In almost exactly five years from now, Voyager 1 will be a light-day away from Earth, shooting off in the general direction of the Gliese 445 star system. At that point its primary purpose will have been served, its power source will have failed and essentially Voyager 1 will become an inert relic of human space exploration heading off into the darkness. Voyager 2 and eventually New Horizons will experience a similar fate, followed by the already-derelict Pioneers 10 and 11. Lagging in the wakes of these scientific trailblazers are the means of getting them where they are now: their final-stage rockets, and in the case of New Horizons, two small yo-yo de-spin weights. Other spent spacecraft litter the surfaces of our Solar System, from distant Huygens sitting on the surface of Titan or Philae resting in a crevice on comet 67P/Churyumov–Gerasimenko, to the remnants of more than 80 missions — including flags, tools, golf balls, a statuette and a Bible — on the Moon. In total, hundreds of pieces of human detritus are scattered throughout our Solar System environment. Most of these items are impossible to ‘clean up’: either they cannot be retrieved with today’s technology or it is economically unfeasible to do so.

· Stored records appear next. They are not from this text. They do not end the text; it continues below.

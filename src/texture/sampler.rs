//! Nearest, bilinear and trilinear texture lookups.

use super::{Filter, MipLevel, Texture};
use crate::color::Color;

impl Texture {
    /// Sample with the given filter.
    ///
    /// `u_scale` and `v_scale` are the sample footprint in normalized texture
    /// coordinates; only [`Filter::Trilinear`] uses them. The other filters
    /// read level 0.
    #[must_use]
    pub fn sample(&self, filter: Filter, u: f32, v: f32, u_scale: f32, v_scale: f32) -> Color {
        match filter {
            Filter::Nearest => self.sample_nearest(u, v, 0),
            Filter::Bilinear => self.sample_bilinear(u, v, 0),
            Filter::Trilinear => self.sample_trilinear(u, v, u_scale, v_scale),
        }
    }

    /// Color of the texel nearest to `(u, v)` on `level`.
    ///
    /// `(u, v)` maps to texel space as `(width * u - 0.5, height * v - 0.5)`
    /// and rounds to the nearest texel, ties rounding up. Returns
    /// [`Color::INVALID_SAMPLE`] if `level` is outside the mip chain.
    #[must_use]
    pub fn sample_nearest(&self, u: f32, v: f32, level: usize) -> Color {
        let Some(mip) = self.level(level) else {
            return Color::INVALID_SAMPLE;
        };

        let (x, y) = texel_space(mip, u, v);
        mip.texel_clamped((x + 0.5).floor() as i64, (y + 0.5).floor() as i64)
    }

    /// Bilinearly filtered color at `(u, v)` on `level`.
    ///
    /// Interpolates the four texels around the sample point, horizontally
    /// then vertically, with clamp-to-edge addressing. Returns
    /// [`Color::INVALID_SAMPLE`] if `level` is outside the mip chain.
    #[must_use]
    pub fn sample_bilinear(&self, u: f32, v: f32, level: usize) -> Color {
        let Some(mip) = self.level(level) else {
            return Color::INVALID_SAMPLE;
        };
        bilinear(mip, u, v)
    }

    /// Trilinearly filtered color at `(u, v)` for a sample footprint of
    /// `u_scale × v_scale` in normalized texture coordinates.
    ///
    /// The level of detail is `d = log2(max(u_scale * width, v_scale * height))`
    /// on level 0. `d <= 0` samples level 0, `d` at or past the coarsest level
    /// samples that level, and anything in between interpolates the bilinear
    /// samples of `floor(d)` and `floor(d) + 1` by `d - floor(d)`.
    ///
    /// On an unmipped texture this degrades to bilinear sampling of level 0.
    #[must_use]
    pub fn sample_trilinear(&self, u: f32, v: f32, u_scale: f32, v_scale: f32) -> Color {
        let d = self.level_of_detail(u_scale, v_scale);
        let coarsest = self.level_count() - 1;

        // A zero footprint gives -inf, a NaN one gives NaN.
        if d.is_nan() || d <= 0.0 {
            return bilinear(&self.mipmap[0], u, v);
        }
        if d >= coarsest as f32 {
            return bilinear(&self.mipmap[coarsest], u, v);
        }

        let lower = d.floor();
        let fine = lower as usize;
        let near = bilinear(&self.mipmap[fine], u, v);
        let far = bilinear(&self.mipmap[fine + 1], u, v);
        near.lerp(far, d - lower)
    }

    /// Continuous level of detail for a footprint of `u_scale × v_scale`.
    ///
    /// This is log2 of the number of level-0 texels the footprint spans along
    /// its longer axis.
    #[must_use]
    pub fn level_of_detail(&self, u_scale: f32, v_scale: f32) -> f32 {
        let du = u_scale.abs() * self.width() as f32;
        let dv = v_scale.abs() * self.height() as f32;
        du.max(dv).log2()
    }
}

/// Map normalized coordinates to continuous texel space (centers at integers).
#[inline]
fn texel_space(mip: &MipLevel, u: f32, v: f32) -> (f32, f32) {
    (
        mip.width() as f32 * u - 0.5,
        mip.height() as f32 * v - 0.5,
    )
}

fn bilinear(mip: &MipLevel, u: f32, v: f32) -> Color {
    let (x, y) = texel_space(mip, u, v);
    let x0 = x.floor();
    let y0 = y.floor();
    let tx = x - x0;
    let ty = y - y0;
    let (ix, iy) = (x0 as i64, y0 as i64);

    let top = mip
        .texel_clamped(ix, iy)
        .lerp(mip.texel_clamped(ix + 1, iy), tx);
    let bottom = mip
        .texel_clamped(ix, iy + 1)
        .lerp(mip.texel_clamped(ix + 1, iy + 1), tx);
    top.lerp(bottom, ty)
}


#[cfg(test)]
mod proptests {
    use super::*;
    use crate::color::Rgba;
    use proptest::prelude::*;

    proptest! {
        #![proptest_config(ProptestConfig::with_cases(200))]

        /// Sampling never panics and stays in range for any coordinates.
        #[test]
        fn prop_samples_in_unit_range(
            u in -2.0f32..3.0,
            v in -2.0f32..3.0,
            scale in 0.0f32..4.0,
            level in 0usize..8
        ) {
            let mut tex = Texture::checkerboard(13, 7, 2, Rgba::RED, Rgba::new(0, 40, 255, 10)).unwrap();
            tex.generate_mips(0).unwrap();

            for c in [
                tex.sample_nearest(u, v, level),
                tex.sample_bilinear(u, v, level),
                tex.sample_trilinear(u, v, scale, scale),
            ] {
                for channel in [c.r, c.g, c.b, c.a] {
                    prop_assert!((-1e-6..=1.0 + 1e-6).contains(&channel), "channel {}", channel);
                }
            }
        }
    }
}
//! Render session configuration.

use crate::color::Rgba;
use crate::error::{Error, Result};
use crate::texture::Filter;

/// Configuration for a [`SoftwareRenderer`](crate::renderer::SoftwareRenderer).
///
/// # Example
///
/// ```
/// use trueno_raster::config::RenderConfig;
/// use trueno_raster::texture::Filter;
///
/// let config = RenderConfig::new(640, 480)
///     .with_sample_rate(4)
///     .with_filter(Filter::Bilinear);
/// assert!(config.validate().is_ok());
/// assert_eq!(config.supersample_width(), Some(2560));
/// ```
#[derive(Debug, Clone, Copy, PartialEq, Eq)]
#[cfg_attr(feature = "serde", derive(serde::Serialize, serde::Deserialize))]
#[cfg_attr(feature = "serde", serde(default))]
pub struct RenderConfig {
    /// Output width in pixels.
    pub width: u32,
    /// Output height in pixels.
    pub height: u32,
    /// Supersamples per output pixel along each axis.
    pub sample_rate: u32,
    /// Color the supersample buffer is reset to.
    pub background: Rgba,
    /// Filter used when rasterizing textured quads.
    pub filter: Filter,
}

impl Default for RenderConfig {
    fn default() -> Self {
        Self {
            width: 1,
            height: 1,
            sample_rate: 1,
            background: Rgba::WHITE,
            filter: Filter::Trilinear,
        }
    }
}

impl RenderConfig {
    /// Create a configuration for the given output size with default settings.
    #[must_use]
    pub fn new(width: u32, height: u32) -> Self {
        Self {
            width,
            height,
            ..Self::default()
        }
    }

    /// Set the sample rate.
    #[must_use]
    pub fn with_sample_rate(mut self, sample_rate: u32) -> Self {
        self.sample_rate = sample_rate;
        self
    }

    /// Set the background color.
    #[must_use]
    pub fn with_background(mut self, background: Rgba) -> Self {
        self.background = background;
        self
    }

    /// Set the texture filter.
    #[must_use]
    pub fn with_filter(mut self, filter: Filter) -> Self {
        self.filter = filter;
        self
    }

    /// Check the configuration for values the renderer cannot use.
    pub fn validate(&self) -> Result<()> {
        if self.width == 0 || self.height == 0 {
            return Err(Error::InvalidDimensions {
                width: self.width,
                height: self.height,
            });
        }
        if self.sample_rate == 0 {
            return Err(Error::InvalidSampleRate(self.sample_rate));
        }
        Ok(())
    }

    /// Supersample buffer width, or `None` on overflow.
    #[must_use]
    pub fn supersample_width(&self) -> Option<u32> {
        self.width.checked_mul(self.sample_rate)
    }

    /// Supersample buffer height, or `None` on overflow.
    #[must_use]
    pub fn supersample_height(&self) -> Option<u32> {
        self.height.checked_mul(self.sample_rate)
    }
}
//! Output framebuffer.
//!
//! The caller-owned RGBA target that [`SupersampleBuffer::resolve`] writes
//! into. Pixels are tightly packed, row-major, top-to-bottom, 4 bytes per
//! pixel in R, G, B, A order.
//!
//! [`SupersampleBuffer::resolve`]: crate::supersample::SupersampleBuffer::resolve

use crate::color::{Color, Rgba};
use crate::error::{Error, Result};
use trueno::Vector;

/// Bytes per RGBA pixel.
pub const BYTES_PER_PIXEL: usize = 4;

/// Tightly packed RGBA pixel buffer.
#[derive(Debug, Clone, PartialEq, Eq)]
pub struct Framebuffer {
    /// Width in pixels.
    width: u32,
    /// Height in pixels.
    height: u32,
    /// RGBA pixels in row-major order.
    pixels: Vec<u8>,
}

impl Framebuffer {
    /// Create a new framebuffer with the given dimensions, zero-filled.
    ///
    /// # Errors
    ///
    /// Returns an error if width or height is zero.
    ///
    /// # Example
    ///
    /// ```
    /// use trueno_raster::framebuffer::Framebuffer;
    ///
    /// let fb = Framebuffer::new(800, 600).unwrap();
    /// assert_eq!(fb.width(), 800);
    /// assert_eq!(fb.height(), 600);
    /// ```
    pub fn new(width: u32, height: u32) -> Result<Self> {
        if width == 0 || height == 0 {
            return Err(Error::InvalidDimensions { width, height });
        }

        let size = (width as usize) * (height as usize) * BYTES_PER_PIXEL;
        Ok(Self {
            width,
            height,
            pixels: vec![0; size],
        })
    }

    /// Wrap an existing pixel buffer.
    ///
    /// # Errors
    ///
    /// Returns an error if a dimension is zero or `pixels` is not exactly
    /// `4 * width * height` bytes.
    ///
    /// # Example
    ///
    /// ```
    /// use trueno_raster::framebuffer::Framebuffer;
    /// use trueno_raster::Error;
    ///
    /// let fb = Framebuffer::from_pixels(2, 1, vec![255; 8]).unwrap();
    /// assert_eq!(fb.pixel_count(), 2);
    ///
    /// let err = Framebuffer::from_pixels(2, 1, vec![255; 7]).unwrap_err();
    /// assert!(matches!(err, Error::PixelDataMismatch { expected: 8, actual: 7 }));
    /// ```
    pub fn from_pixels(width: u32, height: u32, pixels: Vec<u8>) -> Result<Self> {
        if width == 0 || height == 0 {
            return Err(Error::InvalidDimensions { width, height });
        }
        let expected = (width as usize) * (height as usize) * BYTES_PER_PIXEL;
        if pixels.len() != expected {
            return Err(Error::PixelDataMismatch {
                expected,
                actual: pixels.len(),
            });
        }
        Ok(Self {
            width,
            height,
            pixels,
        })
    }

    /// Get the width in pixels.
    #[must_use]
    pub const fn width(&self) -> u32 {
        self.width
    }

    /// Get the height in pixels.
    #[must_use]
    pub const fn height(&self) -> u32 {
        self.height
    }

    /// Get the stride (row width in bytes).
    #[must_use]
    pub const fn stride(&self) -> usize {
        (self.width as usize) * BYTES_PER_PIXEL
    }

    /// Get the total number of pixels.
    #[must_use]
    pub const fn pixel_count(&self) -> usize {
        (self.width as usize) * (self.height as usize)
    }

    /// Get the raw pixel data as a slice.
    #[must_use]
    pub fn pixels(&self) -> &[u8] {
        &self.pixels
    }

    /// Get the raw pixel data as a mutable slice.
    pub fn pixels_mut(&mut self) -> &mut [u8] {
        &mut self.pixels
    }

    /// Clear the framebuffer to a solid color.
    pub fn clear(&mut self, color: Rgba) {
        let rgba = color.to_array();
        for chunk in self.pixels.chunks_exact_mut(BYTES_PER_PIXEL) {
            chunk.copy_from_slice(&rgba);
        }
    }

    /// Get the color at a specific pixel coordinate.
    ///
    /// Returns `None` if the coordinates are out of bounds.
    #[must_use]
    pub fn get_pixel(&self, x: u32, y: u32) -> Option<Rgba> {
        if x >= self.width || y >= self.height {
            return None;
        }

        let idx = self.pixel_index(x, y);
        Some(Rgba::from_array([
            self.pixels[idx],
            self.pixels[idx + 1],
            self.pixels[idx + 2],
            self.pixels[idx + 3],
        ]))
    }

    /// Mean color over every pixel, normalized to `[0, 1]`.
    ///
    /// Per-channel reductions use trueno's SIMD vectors.
    #[must_use]
    pub fn mean_color(&self) -> Color {
        mean_rgba(&self.pixels)
    }

    /// Calculate the byte index for a pixel coordinate.
    #[inline]
    fn pixel_index(&self, x: u32, y: u32) -> usize {
        (y as usize) * self.stride() + (x as usize) * BYTES_PER_PIXEL
    }
}

/// Mean of interleaved RGBA bytes, normalized to `[0, 1]`.
///
/// Returns transparent black for an empty slice.
pub(crate) fn mean_rgba(bytes: &[u8]) -> Color {
    let channel_mean = |channel: usize| -> f32 {
        let values: Vec<f32> = bytes
            .iter()
            .skip(channel)
            .step_by(BYTES_PER_PIXEL)
            .map(|&b| f32::from(b))
            .collect();
        if values.is_empty() {
            return 0.0;
        }
        Vector::from_vec(values).mean().unwrap_or(0.0) / 255.0
    };

    Color::new(channel_mean(0), channel_mean(1), channel_mean(2), channel_mean(3))
}
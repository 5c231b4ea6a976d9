//! Filled triangle rasterization with per-sample edge tests.
//!
//! Coverage is decided in supersample space: each sample cell is tested at
//! its center against the three edge functions of the scaled triangle.
//! Samples exactly on an edge belong to the triangle only if that edge is a
//! top or left edge, so triangles sharing an edge never both claim a sample.

use crate::color::Color;
use crate::geometry::Point;
use crate::supersample::SupersampleBuffer;

/// Signed edge function `(p - a) × (b - a)`.
///
/// Zero on the line through `a` and `b`; the sign tells which side `p` is on.
///
/// # Example
///
/// ```
/// use trueno_raster::geometry::Point;
/// use trueno_raster::render::edge_function;
///
/// let (a, b) = (Point::new(0.0, 0.0), Point::new(4.0, 0.0));
/// assert!(edge_function(a, b, Point::new(1.0, 1.0)) < 0.0);
/// assert!(edge_function(a, b, Point::new(1.0, -1.0)) > 0.0);
/// assert_eq!(edge_function(a, b, Point::new(2.0, 0.0)), 0.0);
/// ```
#[inline]
#[must_use]
pub fn edge_function(a: Point, b: Point, p: Point) -> f32 {
    (p - a).cross(b - a)
}

/// One directed edge of a triangle with its inclusion rule.
struct Edge {
    origin: Point,
    direction: Point,
    top_left: bool,
}

impl Edge {
    /// Edge from `a` to `b` of a triangle wound so its interior is negative.
    fn new(a: Point, b: Point) -> Self {
        let direction = b - a;
        // With y pointing down and this winding, top edges run in +x and
        // left edges run in -y.
        let top_left = (direction.y == 0.0 && direction.x > 0.0) || direction.y < 0.0;
        Self {
            origin: a,
            direction,
            top_left,
        }
    }

    #[inline]
    fn covers(&self, p: Point) -> bool {
        let e = (p - self.origin).cross(self.direction);
        e < 0.0 || (e == 0.0 && self.top_left)
    }
}

/// Fill a triangle given in output-pixel coordinates.
///
/// Either winding is accepted. Zero-area triangles, and triangles whose
/// bounding box lies entirely outside the target, produce no writes.
pub fn rasterize_triangle(
    target: &mut SupersampleBuffer,
    v0: Point,
    v1: Point,
    v2: Point,
    color: Color,
) {
    let (w, h) = (target.width() as f32, target.height() as f32);
    let xs = [v0.x, v1.x, v2.x];
    let ys = [v0.y, v1.y, v2.y];
    if xs.iter().all(|&x| x < 0.0)
        || ys.iter().all(|&y| y < 0.0)
        || xs.iter().all(|&x| x >= w)
        || ys.iter().all(|&y| y >= h)
    {
        return;
    }

    let rate = target.sample_rate() as f32;
    let a = v0.scale(rate);
    let (mut b, mut c) = (v1.scale(rate), v2.scale(rate));

    let area = edge_function(a, b, c);
    if !area.is_finite() || area.abs() <= f32::EPSILON {
        return;
    }
    if area > 0.0 {
        std::mem::swap(&mut b, &mut c);
    }
    let edges = [Edge::new(a, b), Edge::new(b, c), Edge::new(c, a)];

    let (min_x, max_x) = (a.x.min(b.x).min(c.x), a.x.max(b.x).max(c.x));
    let (min_y, max_y) = (a.y.min(b.y).min(c.y), a.y.max(b.y).max(c.y));
    let x0 = min_x.floor().max(0.0) as i32;
    let x1 = max_x.ceil().min(target.super_width() as f32) as i32;
    let y0 = min_y.floor().max(0.0) as i32;
    let y1 = max_y.ceil().min(target.super_height() as f32) as i32;

    for sy in y0..y1 {
        let py = sy as f32 + 0.5;
        for sx in x0..x1 {
            let p = Point::new(sx as f32 + 0.5, py);
            if edges.iter().all(|edge| edge.covers(p)) {
                target.blend(sx, sy, color);
            }
        }
    }
}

In Earth’s orbit there are more than 22,000 objects of appreciable size, according to the General Catalog of Artificial Space Objects. Only about a fifth of these objects are active, performing important duties in communication, global positioning, Earth monitoring, national defence, astronomy, and so on. The remaining 17,500 are litter: dead satellites, exhausted rocket stages, other general space debris. While current levels are already somewhat worrying, thousands of new objects are now being launched into orbit every year — notably to bolster communications constellations such as Starlink and OneWeb — while only a much smaller number leave orbit, burning up on re-entry or experiencing hard stops on the Earth’s surface. The population of active satellites has been estimated to grow to 100,000 by the end of the decade, and with a typical lifetime of five years, the growth of associated ‘junk’ in Earth orbit will rise dramatically. Modelling suggests that disabling collisions between debris and active satellites would occur hundreds of times per year (compared to effectively zero currently).

Such a proliferation of orbital objects has stimulated a growing concern, with ‘space sustainability’ becoming a subject of debate amongst the G7 and in the World Economic Forum. Technology now exists to remove this space junk from orbit (such as ELSA-d and ClearSpace-1), but since economic feasibility is still not attractive, it is more conducive to think of a prevention of this littering rather than a cure. While environmental impacts on the surface and in the atmosphere of our planet are largely controlled and regulated on a national level, the environmental impact on the space around our planet is comparatively less so, and is an inherently global issue. A treaty and a convention from the early days of the space race — before the realities of satellite constellations and anti-satellite weapons were comprehended — do much of the heavy lifting, and much expectation is placed on active satellite operators to park or de-orbit satellites at the end of their lives. In this issue of Nature Astronomy, a number of experts call for there to be tighter regulations of near-Earth orbital space and for this space to be considered an environment with similar protections as other environments on Earth. The Perspective article contains information submitted to the US Court of Appeal in opposition to a licence granted by the Federal Communications Commission for the deployment of SpaceX Starlink satellites. The experts identify three aspects of this near-Earth environment that should be more closely controlled: the radio regime, to reduce radio interference in order to ensure fair access to radio communications and also to preserve radio astronomy; the optical sky, to reduce light pollution in order to ensure equitable visual access to the sky, important in cultural traditions and optical/near-infrared astronomy; and orbital space, to allow the safe sharing of the available capacity for satellite traffic.

Besides the environmental concern of the build-up of space junk in near-Earth orbital space, another environmental consideration weighing on the minds of astronomers is the impact of their research activities upon climate change. In recent years, astronomers have been getting ahead of the curve in quantifying their carbon footprints, in order to more effectively target strategies for the reduction of greenhouse gas emissions and limit the degree of global warming. A number of articles in Nature Astronomy and elsewhere have identified supercomputing and academic flying as major contributors to the carbon footprint of astronomers, however a paper in this issue from Jürgen Knödlseder and colleagues identifies astronomical research infrastructures (such as ground-based observatories and space missions) as the biggest source of carbon dioxide. In the relentless quest for larger telescope mirrors or dishes on the ground and in space, both the mass and cost — the two quantities used as bases for the CO2 estimates — of new and future facilities are skyrocketing. While it is encouraging to see the builders of future facilities such as the Extremely Large Telescope and the Square Kilometre Array taking sustainability seriously, Knödlseder and colleagues suggest that carbon budgets for new infrastructures should be regulated at a wider level by funders and space agencies, who would ideally have a bigger and longer-term picture of a sustainable future. It may take the slowing down of developing infrastructures in astronomy in order to meet future constraints.

In either case, whether it be the environment directly around us or far above our heads, there is a pressing need for far-sighted regulation that would preserve the precious resources that we currently have, and create a vision for a sustainable future for astronomy and beyond.